„Das gehört sich nicht, das ist komisch!“

Ein Flamingo leuchtete über den diesjährigen Stuttgarter CSD – genauer: Flirty Flamingo! Mit seiner positiven Ausstrahlung ziert er nun das Cover unserer aktuellen Ausgabe. Doch sein fröhliches Kostüm hat ganz handfeste politische Gründe …

Von Daniel Knaus

 

Was willst Du als Flirty Flamingo erreichen?

Wenn ich auf einen CSD gehe, auf meine Tour der Vielfalt, oder auch auf eine Veranstaltung gegen Rechtsextremismus, dann will ich Leuten ein Vorbild sein. Du willst Dir die Haare pink färben, Du willst als Mann eine Perlenkette tragen, weil es bald Mode wird? Dann tu es doch! Schau mich an! Dieser Flirty Flamingo ist hundertmal verrückter als Du es bist. So will ich den Leuten Kraft geben und die Einsicht: Auch der Flirty Flamingo schafft es durch diese Welt; dann wirst Du es erst recht schaffen!

 

Wie entstand Deine Kunstfigur?

Es gab in Gießen mal eine Partyreihe, die Flamingo Flirt, zu deren Maskottchen ich wurde, indem ein Kumpel mir eine Partybrille mit Flamingo dran schenkte. Aus der Flamingo Flirt wurde der Flirty Flamingo. Übrigens hatte diese Partyreihe den Flamingo im Namen, weil es unter diesen Vögeln viele schwule gibt, die auch verwaiste Babys aufziehen!
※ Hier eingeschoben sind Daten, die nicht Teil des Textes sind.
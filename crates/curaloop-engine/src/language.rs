//! Language capability: the external model that phrases replies.
//!
//! The engine never calls a [`LanguageModel`] directly. It goes through
//! [`GuardedLanguage`], which bounds every call with a timeout and swaps in a
//! deterministic fallback on any failure, so a turn always completes.

use std::sync::Arc;
use std::time::Duration;

use async_trait::async_trait;
use curaloop_core::session::ReplySource;
use tracing::{debug, warn};

/// Failures reported by a language model.
#[derive(Debug, Clone, PartialEq, Eq, thiserror::Error)]
pub enum LanguageError {
    #[error("rate limited by language service")]
    RateLimited,
    #[error("language service rejected credentials")]
    AuthFailed,
    #[error("language service unavailable: {0}")]
    ServiceUnavailable(String),
    #[error("malformed language service response: {0}")]
    Malformed(String),
}

#[derive(Debug, Clone, Copy, PartialEq, Eq)]
pub enum Role {
    User,
    Assistant,
}

impl Role {
    pub fn as_str(&self) -> &'static str {
        match self {
            Role::User => "user",
            Role::Assistant => "assistant",
        }
    }
}

#[derive(Debug, Clone, PartialEq, Eq)]
pub struct Message {
    pub role: Role,
    pub content: String,
}

impl Message {
    pub fn user(content: impl Into<String>) -> Self {
        Self {
            role: Role::User,
            content: content.into(),
        }
    }

    pub fn assistant(content: impl Into<String>) -> Self {
        Self {
            role: Role::Assistant,
            content: content.into(),
        }
    }
}

/// One generation request: persona, prior turns, then the new user text.
#[derive(Debug, Clone, PartialEq, Eq)]
pub struct LanguageRequest {
    pub system: String,
    pub history: Vec<Message>,
    pub user_text: String,
}

#[async_trait]
pub trait LanguageModel: Send + Sync {
    /// Generate a reply. Implementations must not retry internally.
    async fn generate(&self, request: &LanguageRequest) -> Result<String, LanguageError>;

    fn name(&self) -> &str;
}

/// A language model wrapped with a timeout and a mandatory fallback.
#[derive(Clone)]
pub struct GuardedLanguage {
    model: Option<Arc<dyn LanguageModel>>,
    timeout: Duration,
}

impl GuardedLanguage {
    pub fn new(model: Option<Arc<dyn LanguageModel>>, timeout: Duration) -> Self {
        Self { model, timeout }
    }

    /// No model configured: every call returns the fallback.
    pub fn disabled() -> Self {
        Self::new(None, Duration::from_secs(10))
    }

    pub fn is_configured(&self) -> bool {
        self.model.is_some()
    }

    pub fn model_name(&self) -> Option<&str> {
        self.model.as_deref().map(|m| m.name())
    }

    pub fn timeout(&self) -> Duration {
        self.timeout
    }

    /// Make at most one model call. Returns the raw model result, with a
    /// timeout reported as [`LanguageError::ServiceUnavailable`].
    pub async fn call(&self, request: &LanguageRequest) -> Option<Result<String, LanguageError>> {
        let model = self.model.as_ref()?;
        let result = match tokio::time::timeout(self.timeout, model.generate(request)).await {
            Ok(result) => result,
            Err(_) => Err(LanguageError::ServiceUnavailable(format!(
                "no reply within {}s",
                self.timeout.as_secs_f32()
            ))),
        };
        Some(result)
    }

    /// Generate a reply, or return `fallback` if no model is configured, the
    /// call fails, times out, or returns only whitespace.
    pub async fn generate_or(
        &self,
        request: &LanguageRequest,
        fallback: String,
    ) -> (String, ReplySource) {
        match self.call(request).await {
            None => (fallback, ReplySource::Fallback),
            Some(Ok(text)) if !text.trim().is_empty() => {
                debug!(model = self.model_name().unwrap_or("unknown"), "Reply phrased by language model");
                (text.trim().to_string(), ReplySource::LanguageModel)
            }
            Some(Ok(_)) => {
                warn!("Language model returned an empty reply, using fallback");
                (fallback, ReplySource::Fallback)
            }
            Some(Err(e)) => {
                warn!(error = %e, "Language model call failed, using fallback");
                (fallback, ReplySource::Fallback)
            }
        }
    }
}

impl std::fmt::Debug for GuardedLanguage {
    fn fmt(&self, f: &mut std::fmt::Formatter<'_>) -> std::fmt::Result {
        f.debug_struct("GuardedLanguage")
            .field("model", &self.model_name())
            .field("timeout", &self.timeout)
            .finish()
    }
}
So bot sich der Flamingo als ein Symbol der queeren Community an. Tiere zeigen uns, dass es nicht unnatürlich oder schlecht ist, schwul zu sein. Wie soll Homosexualität unnatürlich sein, wenn es sie im Tierreich gibt?

 

Was bedeuten Dir die CSDs?

Die haben die Aufgabe, queeren Menschen eine Heimat zu schaffen – besonders in ländlichen, katholischen Gegenden. Und dafür ist Werbung ganz wichtig!  Wenn man auf dem Land lebt und anders ist, denkt man, ein Einzelfall zu sein; und hat auch keine safe spaces. Dann kann ein CSD ein Zeichen setzen und auch Neues entstehen lassen: Stammtische, Jugendtreffs, alle möglichen Angebote für queere Menschen. Niemals aber sollte ein CSD schlecht beworben werden und zu klein ausfallen! Dann fühlen sich die Teilnehmenden doch alleine – man muss es dagegen schaffen, dass sich die Menschen empowert fühlen von so einem Tag. Einmal standen wir in Fulda vor dem Dom. Die Regenbogenfahne dort zeigen zu dürfen, hat den lokalen queeren Menschen ein gutes Gefühl gegeben: ein bisschen Platz zu haben, wo sie sonst denken, nicht willkommen zu sein. Es ist ja nicht ganz Deutschland wie Köln oder eine Studentenstadt.

 

Wie empfindest Du Diskriminierung?

Ich bin mit meiner ganzen Art anders, nicht nur mit meiner Sexualität – im Auftreten und Aussehen, in der Stimme, also vom Klischee her schwul. Schlimm, dass alles so klischeemäßig beurteilt wird! Das bedeutet für mich in der Gesellschaft Einschränkungen, zum Beispiel, wenn ich mir vorher Gedanken machen muss: Was darf ich anziehen? Was kann einen Angriffspunkt darstellen? Was nimmt mir die Gesellschaft übel, weil es nicht ihren Normen entspricht? Kann ich mich trauen, mit Regenbogensachen auf die Straße zu gehen? Schlimm sind auch Vorurteile und Sätze wie: „Wir haben mitbekommen, Du bist schwul! Ja, dann ist klar, dass Du nicht grillen kannst. Dann ist ja verständlich, dass Du handwerklich nicht begabt bist.“ Auch schlimm: „Du bist schwul und kannst das ja trotzdem!“ – zum Beispiel, wenn ich es geschafft habe, einen Nagel in die Wand zu schlagen. Oder positiv: „Du kannst mit einer Schere gut umgehen – weil Du schwul bist!“ Talente und Fähigkeiten haben aber nicht ihre Ursache im Schwulsein.

 

Als Flirty Flamingo wendest Du Dich gegen Diskriminierung vor allem mit dem Mittel der Kleidung.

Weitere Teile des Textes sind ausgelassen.